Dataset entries
----

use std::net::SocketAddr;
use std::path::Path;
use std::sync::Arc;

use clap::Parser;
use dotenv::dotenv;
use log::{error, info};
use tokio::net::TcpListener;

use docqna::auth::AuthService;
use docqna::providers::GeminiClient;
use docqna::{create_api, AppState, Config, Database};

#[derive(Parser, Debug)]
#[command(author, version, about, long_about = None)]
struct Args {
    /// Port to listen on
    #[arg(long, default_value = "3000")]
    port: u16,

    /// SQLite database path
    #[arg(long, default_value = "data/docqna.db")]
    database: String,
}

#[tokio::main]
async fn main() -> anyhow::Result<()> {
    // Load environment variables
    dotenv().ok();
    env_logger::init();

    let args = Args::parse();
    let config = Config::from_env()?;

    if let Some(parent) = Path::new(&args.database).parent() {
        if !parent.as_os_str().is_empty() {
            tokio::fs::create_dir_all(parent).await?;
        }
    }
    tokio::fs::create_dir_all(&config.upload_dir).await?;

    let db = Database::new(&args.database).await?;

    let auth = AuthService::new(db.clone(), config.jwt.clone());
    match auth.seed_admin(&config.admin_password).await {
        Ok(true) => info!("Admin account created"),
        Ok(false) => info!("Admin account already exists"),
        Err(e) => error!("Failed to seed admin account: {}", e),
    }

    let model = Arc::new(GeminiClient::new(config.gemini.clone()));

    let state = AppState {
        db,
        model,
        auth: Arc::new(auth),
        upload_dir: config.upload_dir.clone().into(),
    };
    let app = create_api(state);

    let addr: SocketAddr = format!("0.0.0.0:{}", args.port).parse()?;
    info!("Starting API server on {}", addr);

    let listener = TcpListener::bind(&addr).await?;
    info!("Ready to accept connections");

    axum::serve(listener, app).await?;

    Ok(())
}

----

_WHAT IS REQUIRED_:
Filter the data for the string "info" and copy every line that has it.

_RESULT BELOW_:
use log::{error, info};
        Ok(true) => info!("Admin account created"),
        Ok(false) => info!("Admin account already exists"),
    info!("Starting API server on {}", addr);
    info!("Ready to accept connections");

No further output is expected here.